(Source data)

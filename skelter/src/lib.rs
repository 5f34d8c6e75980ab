//! Dual descriptions of polyhedral cones and Fourier–Motzkin
//! elimination.
//!
//! Two engines over one substrate: the double description method
//! (`dd`) computes the extreme rays of `{x : A x ≥ 0}` together with
//! the facet rows, and Fourier–Motzkin elimination (`fme`) projects an
//! inequality system onto a subset of its variables, with a dual-
//! description path built on top of it. Both are generic over the
//! coefficient scalar (exact `i64`, or `f32`/`f64` under an absolute
//! tolerance) and over the cobasis set representation.

pub mod dd;
pub mod error;
pub mod fme;
pub mod gauss;
pub mod linalg;
pub mod matrix;
pub mod num;
pub mod prelude;
pub mod summary;
pub mod verify;

pub use error::SkelterError;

## WHAT THE TASK REQUIRES
Would you copy out exactly the lines from the one holding "under an absolute" through the end of the entries above, both ends included?

## WRITTEN ANSWER
//! coefficient scalar (exact `i64`, or `f32`/`f64` under an absolute
//! tolerance) and over the cobasis set representation.

pub mod dd;
pub mod error;
pub mod fme;
pub mod gauss;
pub mod linalg;
pub mod matrix;
pub mod num;
pub mod prelude;
pub mod summary;
pub mod verify;

pub use error::SkelterError;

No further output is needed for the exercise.